Séverine CADIER

Née le 16 octobre 1966 à Talence (France).
Etudes générales en mathématiques et mécanique. Maîtrise d'arts plastiques.
Travaille les techniques de la céramique dans différents ateliers depuis 1991.

Les graines : l'échelle, le voyage, la vie, le patrimoine génétique.

Séverine Cadier, artiste réservée, travaille depuis 1999 sur la thématique des graines. Passionnée par un rapport quasi charnel avec la nature, son univers artistique fait partie intégrante de son engagement pour le développement durable et la préservation du vivant. Dans sa cosmogonie, les notions de planète, d'humus et de matière céramique sont les facettes d'un tout, objet incessant de sa quête, source d'inspiration, de travail et de félicité tout à la fois.

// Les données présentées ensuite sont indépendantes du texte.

//! Route definitions for the RentalHub HTTP API.
//!
//! Routes are grouped by domain. The router receives `AppState` and passes
//! it to all handlers via Axum's `State` extractor.

use axum::Router;
use axum::routing::{get, post};

use crate::handlers;
use crate::state::AppState;

/// Build the router with every route, bound to `state`.
pub fn build_router(state: AppState) -> Router {
    Router::new()
        .merge(video_routes())
        .merge(customer_routes())
        .merge(rental_routes())
        .route("/health", get(handlers::health::health))
        .fallback(handlers::not_found)
        .with_state(state)
}

/// Video catalog and per-video rental views
fn video_routes() -> Router<AppState> {
    Router::new()
        .route(
            "/videos",
            get(handlers::video::list_videos).post(handlers::video::create_video),
        )
        .route(
            "/videos/{id}",
            get(handlers::video::get_video)
                .put(handlers::video::update_video)
                .delete(handlers::video::delete_video),
        )
        .route(
            "/videos/{id}/rentals",
            get(handlers::video::list_video_rentals),
        )
        .route("/videos/{id}/inventory", get(handlers::video::get_inventory))
}

/// Customer directory and per-customer rental views
fn customer_routes() -> Router<AppState> {
    Router::new()
        .route(
            "/customers",
            get(handlers::customer::list_customers).post(handlers::customer::create_customer),
        )
        .route(
            "/customers/{id}",
            get(handlers::customer::get_customer)
                .put(handlers::customer::update_customer)
                .delete(handlers::customer::delete_customer),
        )
        .route(
            "/customers/{id}/rentals",
            get(handlers::customer::list_customer_rentals),
        )
}

/// Checkout, check-in and overdue listing
fn rental_routes() -> Router<AppState> {
    Router::new()
        .route("/rentals/check-out", post(handlers::rental::check_out))
        .route("/rentals/check-in", post(handlers::rental::check_in))
        .route("/rentals/overdue", get(handlers::rental::list_overdue))
}
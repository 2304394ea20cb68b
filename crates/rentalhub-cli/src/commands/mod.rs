//! CLI command definitions and dispatch.

pub mod inventory;
pub mod migrate;
pub mod overdue;
pub mod serve;

use std::future::Future;
use std::sync::Arc;

use clap::{Parser, Subcommand};

use rentalhub_core::config::AppConfig;
use rentalhub_core::error::AppError;
use rentalhub_core::traits::SystemClock;
use rentalhub_database::StoreManager;
use rentalhub_service::RentalService;

use crate::output::OutputFormat;

/// RentalHub: video rental store backend
#[derive(Debug, Parser)]
#[command(name = "rentalhub", version, about, long_about = None)]
pub struct Cli {
    /// Path to configuration file
    #[arg(short, long, default_value = "config/default.toml")]
    pub config: String,

    /// Output format
    #[arg(short, long, value_enum, default_value = "table")]
    pub format: OutputFormat,

    /// Subcommand to execute
    #[command(subcommand)]
    pub command: Commands,
}

/// Top-level commands
#[derive(Debug, Subcommand)]
pub enum Commands {
    /// Start the HTTP server
    Serve(serve::ServeArgs),
    /// Database migration management
    Migrate(migrate::MigrateArgs),
    /// List overdue rentals
    Overdue(overdue::OverdueArgs),
    /// Show inventory counts for one video
    Inventory(inventory::InventoryArgs),
}

impl Cli {
    /// Execute the CLI command
    pub async fn execute(&self) -> Result<(), AppError> {
        match &self.command {
            Commands::Serve(args) => serve::execute(args, &self.config).await,
            Commands::Migrate(args) => migrate::execute(args, &self.config, self.format).await,
            Commands::Overdue(args) => overdue::execute(args, &self.config, self.format).await,
            Commands::Inventory(args) => {
                inventory::execute(args, &self.config, self.format).await
            }
        }
    }
}

/// Load configuration from file, overlay and environment.
pub fn load_config(config_path: &str) -> Result<AppConfig, AppError> {
    AppConfig::load(config_path)
}

/// Open the configured store and a rental service over it, using the
/// wall clock.
pub async fn rental_service(config: &AppConfig) -> Result<(StoreManager, RentalService), AppError> {
    let store = StoreManager::connect(&config.database).await?;
    let service = RentalService::new(
        store.videos(),
        store.customers(),
        store.rentals(),
        Arc::new(SystemClock),
        config.rentals.loan_period(),
    );
    Ok((store, service))
}

/// Await `work`, then close `store` whether or not it succeeded.
pub async fn close_after<T>(
    store: &StoreManager,
    work: impl Future<Output = Result<T, AppError>>,
) -> Result<T, AppError> {
    let result = work.await;
    store.close().await;
    result
}
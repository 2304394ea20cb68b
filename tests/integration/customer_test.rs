//! Integration tests for the customer endpoints.

mod helpers;

use axum::http::StatusCode;
use serde_json::json;

use helpers::TestApp;

#[tokio::test]
async fn test_create_and_fetch_customer() {
    let app = TestApp::new();

    let created = app
        .request(
            "POST",
            "/customers",
            Some(json!({"name": "Ellen Ripley", "postal_code": "10001", "phone": "555-0199"})),
        )
        .await;
    assert_eq!(created.status, StatusCode::CREATED);
    let id = created.id();

    let fetched = app.request("GET", &format!("/customers/{id}"), None).await;
    assert_eq!(fetched.status, StatusCode::OK);
    assert_eq!(
        fetched.body,
        json!({"id": id, "name": "Ellen Ripley", "postal_code": "10001", "phone": "555-0199"})
    );
}

#[tokio::test]
async fn test_create_requires_every_field() {
    let app = TestApp::new();

    app.request("POST", "/customers", Some(json!({"name": "Ripley", "postal_code": "10001"})))
        .await
        .assert_error(
            StatusCode::BAD_REQUEST,
            "VALIDATION_ERROR",
            "Request body must include phone.",
        );

    app.request("POST", "/customers", Some(json!({"name": "Ripley", "phone": "555-0199"})))
        .await
        .assert_error(
            StatusCode::BAD_REQUEST,
            "VALIDATION_ERROR",
            "Request body must include postal_code.",
        );
}

#[tokio::test]
async fn test_list_filters_combine() {
    let app = TestApp::new();
    app.create_customer("Ann Lee", "10001", "555-0001").await;
    app.create_customer("Anna Kim", "20002", "555-0002").await;
    app.create_customer("Bob Annand", "10001", "555-0003").await;
    app.create_customer("Carl", "10001", "555-0004").await;

    let by_name = app.request("GET", "/customers?name=Ann", None).await;
    assert_eq!(by_name.len(), 3);

    let case_sensitive = app.request("GET", "/customers?name=ann", None).await;
    assert_eq!(case_sensitive.len(), 0);

    let both = app
        .request("GET", "/customers?name=Ann&postal_code=100&sort=desc", None)
        .await;
    assert_eq!(both.len(), 2);
    assert_eq!(both.body[0]["name"], "Bob Annand");
    assert_eq!(both.body[1]["name"], "Ann Lee");
}

#[tokio::test]
async fn test_order_by_multiple_keys() {
    let app = TestApp::new();
    let first = app.create_customer("Zed", "20002", "555-0001").await;
    let second = app.create_customer("Amy", "10001", "555-0002").await;
    let third = app.create_customer("Amy", "20002", "555-0003").await;

    let response = app
        .request("GET", "/customers?order_by=-postal_code,name", None)
        .await;
    assert_eq!(response.status, StatusCode::OK);
    let ids: Vec<i64> = response
        .body
        .as_array()
        .unwrap()
        .iter()
        .map(|c| c["id"].as_i64().unwrap())
        .collect();
    assert_eq!(ids, [third, first, second]);
}

#[tokio::test]
async fn test_update_replaces_only_present_fields() {
    let app = TestApp::new();
    let id = app.create_customer("Ann Lee", "10001", "555-0001").await;

    let updated = app
        .request("PUT", &format!("/customers/{id}"), Some(json!({"name": "Ann Leigh", "phone": "555-9999"})))
        .await;
    assert_eq!(updated.status, StatusCode::OK);
    assert_eq!(
        updated.body,
        json!({"id": id, "name": "Ann Leigh", "postal_code": "10001", "phone": "555-9999"})
    );

    app.request("PUT", &format!("/customers/{id}"), Some(json!({"phone": "555-1111"})))
        .await
        .assert_error(
            StatusCode::BAD_REQUEST,
            "VALIDATION_ERROR",
            "Request body must include name.",
        );
}

#[tokio::test]
async fn test_delete_customer() {
    let app = TestApp::new();
    let id = app.create_customer("Ann Lee", "10001", "555-0001").await;

    let deleted = app.request("DELETE", &format!("/customers/{id}"), None).await;
    assert_eq!(deleted.status, StatusCode::OK);
    assert_eq!(deleted.body["name"], "Ann Lee");

    app.request("DELETE", &format!("/customers/{id}"), None)
        .await
        .assert_error(
            StatusCode::NOT_FOUND,
            "NOT_FOUND",
            &format!("Customer {id} was not found"),
        );
}

#[tokio::test]
async fn test_delete_blocked_while_renting() {
    let app = TestApp::new();
    let customer = app.create_customer("Ann Lee", "10001", "555-0001").await;
    let video = app.create_video("Alien", "1979-05-25", 1).await;
    app.check_out(customer, video).await;

    let blocked = app.request("DELETE", &format!("/customers/{customer}"), None).await;
    assert_eq!(blocked.status, StatusCode::BAD_REQUEST);
    assert_eq!(blocked.body["error"], "INVALID_STATE");

    app.check_in(customer, video).await;
    let deleted = app.request("DELETE", &format!("/customers/{customer}"), None).await;
    assert_eq!(deleted.status, StatusCode::OK);

    let renters = app.request("GET", &format!("/videos/{video}/rentals"), None).await;
    assert_eq!(renters.len(), 0);
}

#[tokio::test]
async fn test_videos_held_by_customer() {
    let app = TestApp::new();
    let customer = app.create_customer("Ann Lee", "10001", "555-0001").await;
    let alien = app.create_video("Alien", "1979-05-25", 1).await;
    let heat = app.create_video("Heat", "1995-12-15", 1).await;
    let thing = app.create_video("The Thing", "1982-06-25", 1).await;

    app.check_out(customer, heat).await;
    app.clock.advance(chrono::Duration::hours(2));
    app.check_out(customer, alien).await;
    app.check_out(customer, thing).await;
    app.check_in(customer, thing).await;

    let held = app.request("GET", &format!("/customers/{customer}/rentals"), None).await;
    assert_eq!(held.status, StatusCode::OK);
    assert_eq!(held.len(), 2);
    assert_eq!(held.body[0]["title"], "Heat");
    assert_eq!(held.body[0]["release_date"], "1995-12-15");
    assert_eq!(held.body[0]["due_date"], "2024-01-08T12:00:00Z");
    assert_eq!(held.body[1]["title"], "Alien");
    assert_eq!(held.body[1]["due_date"], "2024-01-08T14:00:00Z");

    app.request("GET", "/customers/404/rentals", None)
        .await
        .assert_error(StatusCode::NOT_FOUND, "NOT_FOUND", "Customer 404 was not found");
}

Elle définit son travail comme relevant plutôt de la sculpture. Le démarrage est la motte de terre qui va se transformer au fil des gestes en une œuvre graine qui aura utilisé l'ensemble de la matière et absorbé, parfois, des éléments extérieurs (bois, papier, tiges ou inflorescences voire même des outils anciens). Elle récuse la valeur scientifique de ses œuvres mettant en avant la genèse artistique de son geste, dans lequel formalisme et rigueur des mesures et du contrôle n'ont pas de place. Pour autant, la véracité botanique de ses œuvres est reconnue par de nombreuses institutions qui lui commandent des pièces (museum d'histoire naturelle de Paris, écomusée du Perche, museum de Neuchâtel, de Blois, Abbaye de Noirlac, Argileum Saint Jean de Fos, …).

L'esthétique de l’œuvre est une dimension fondamentale du propos. L’apparente légèreté de la graine, le rendu subtil des jeux de lumière et de matière sur les différentes textures, la pureté des lignes de la composition sont des quêtes formelles qui traversent le travail de Séverine Cadier. Dans un jeu de modelage, de sculpture, de subtil travail sur l'épiderme de l’œuvre, l'artiste cherche à approcher l'aspect de ces embryons animés par la puissance absolue de la vie.

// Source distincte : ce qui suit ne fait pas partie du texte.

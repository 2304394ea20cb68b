//! Database migration runner.

use chrono::{DateTime, Utc};
use sqlx::PgPool;
use tracing::info;

use rentalhub_core::error::{AppError, ErrorKind};

/// Apply every pending migration under `migrations/`.
pub async fn run_migrations(pool: &PgPool) -> Result<(), AppError> {
    info!("Running database migrations");

    sqlx::migrate!("../../migrations")
        .run(pool)
        .await
        .map_err(|e| {
            AppError::with_source(
                ErrorKind::Database,
                format!("Failed to run migrations: {e}"),
                e,
            )
        })?;

    info!("Database migrations completed");
    Ok(())
}

/// One row of sqlx's migration bookkeeping table.
#[derive(Debug, Clone, sqlx::FromRow)]
pub struct AppliedMigration {
    /// Migration version (timestamp prefix of the file name).
    pub version: i64,
    /// Description derived from the file name.
    pub description: String,
    /// When it was applied.
    pub installed_on: DateTime<Utc>,
    /// Whether it completed.
    pub success: bool,
}

/// List the migrations already applied, oldest first.
pub async fn migration_status(pool: &PgPool) -> Result<Vec<AppliedMigration>, AppError> {
    let exists: bool = sqlx::query_scalar("SELECT to_regclass('_sqlx_migrations') IS NOT NULL")
        .fetch_one(pool)
        .await
        .map_err(|e| {
            AppError::with_source(ErrorKind::Database, "Failed to inspect migrations", e)
        })?;
    if !exists {
        return Ok(Vec::new());
    }

    sqlx::query_as::<_, AppliedMigration>(
        "SELECT version, description, installed_on, success FROM _sqlx_migrations \
         ORDER BY version ASC",
    )
    .fetch_all(pool)
    .await
    .map_err(|e| AppError::with_source(ErrorKind::Database, "Failed to read migrations", e))
}
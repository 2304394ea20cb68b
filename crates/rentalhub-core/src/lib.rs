//! # rentalhub-core
//!
//! Core crate for RentalHub. Contains configuration schemas, typed
//! identifiers, the clock abstraction, sort-key lists and the unified
//! error system.
//!
//! This crate has **no** internal dependencies on other RentalHub crates.

pub mod config;
pub mod error;
pub mod result;
pub mod traits;
pub mod types;

pub use error::AppError;
pub use result::AppResult;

Séverine Cadier pioche avec un art consommé dans sa maîtrise des multiples techniques céramiques. Ici le raku devient l'instrument de création d'un réseau de nervures, ailleurs l'enfumage donne ombres, relief et voile sur la surface d'un cotylédon.

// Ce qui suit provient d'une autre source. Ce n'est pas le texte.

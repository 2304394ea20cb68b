//! Newtype wrappers around the `BIGSERIAL` keys of each table.
//!
//! Using distinct types prevents accidentally passing a `CustomerId` where a
//! `VideoId` is expected. When the `sqlx` feature is enabled, each ID type
//! also implements `sqlx::Type`, `sqlx::Encode`, and `sqlx::Decode` for
//! PostgreSQL.

use std::fmt;
use std::str::FromStr;

use serde::{Deserialize, Serialize};

use crate::error::AppError;

/// Macro to define a newtype ID wrapper around `i64`.
macro_rules! define_id {
    (
        $(#[$meta:meta])*
        $name:ident, $entity:literal
    ) => {
        $(#[$meta])*
        #[derive(Debug, Clone, Copy, PartialEq, Eq, PartialOrd, Ord, Hash, Serialize, Deserialize)]
        #[serde(transparent)]
        pub struct $name(pub i64);

        impl $name {
            /// Return the inner integer value.
            pub fn get(self) -> i64 {
                self.0
            }
        }

        impl fmt::Display for $name {
            fn fmt(&self, f: &mut fmt::Formatter<'_>) -> fmt::Result {
                write!(f, "{}", self.0)
            }
        }

        impl FromStr for $name {
            type Err = AppError;

            /// Parse a path segment. Anything but plain decimal digits (`-1`,
            /// `+1`, ` 1`, `abc`) is a validation error. Digit strings no
            /// record can carry (`0`, or past `i64::MAX`) are not found.
            fn from_str(s: &str) -> Result<Self, Self::Err> {
                if s.is_empty() || !s.bytes().all(|b| b.is_ascii_digit()) {
                    return Err(AppError::validation(format!("Invalid id: '{s}'")));
                }
                s.parse::<i64>()
                    .ok()
                    .filter(|id| *id > 0)
                    .map(Self)
                    .ok_or_else(|| AppError::not_found(format!("{} {s} was not found", $entity)))
            }
        }

        impl From<i64> for $name {
            fn from(id: i64) -> Self {
                Self(id)
            }
        }

        impl From<$name> for i64 {
            fn from(id: $name) -> i64 {
                id.0
            }
        }

        #[cfg(feature = "sqlx")]
        impl sqlx::Type<sqlx::Postgres> for $name {
            fn type_info() -> sqlx::postgres::PgTypeInfo {
                <i64 as sqlx::Type<sqlx::Postgres>>::type_info()
            }
        }

        #[cfg(feature = "sqlx")]
        impl<'q> sqlx::Encode<'q, sqlx::Postgres> for $name {
            fn encode_by_ref(
                &self,
                buf: &mut <sqlx::Postgres as sqlx::Database>::ArgumentBuffer<'q>,
            ) -> Result<sqlx::encode::IsNull, sqlx::error::BoxDynError> {
                <i64 as sqlx::Encode<'q, sqlx::Postgres>>::encode_by_ref(&self.0, buf)
            }
        }

        #[cfg(feature = "sqlx")]
        impl<'r> sqlx::Decode<'r, sqlx::Postgres> for $name {
            fn decode(
                value: <sqlx::Postgres as sqlx::Database>::ValueRef<'r>,
            ) -> Result<Self, sqlx::error::BoxDynError> {
                <i64 as sqlx::Decode<'r, sqlx::Postgres>>::decode(value).map(Self)
            }
        }
    };
}

define_id!(
    /// Unique identifier for a video title.
    VideoId, "Video"
);

define_id!(
    /// Unique identifier for a customer.
    CustomerId, "Customer"
);

define_id!(
    /// Unique identifier for a rental record.
    RentalId, "Rental"
);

Sa démarche est empreinte d'une volonté puissante de transmission et d'éveil à la découverte du vivant. Elle invite le spectateur à une balade dans le monde, finalement peu connu, des graines. Ces objets dont la taille passe de 2 mm à 50 cm troublent les perceptions du visiteur. De même, la transposition minérale de matériaux originairement organiques dévoie les repères de l'observateur. Un bouleversement des sens pour s'engager dans une recherche esthétique, dans un questionnement sociétal sur l'attention que nous portons au vivant, dans une quête philosophique sur les origines de la vie.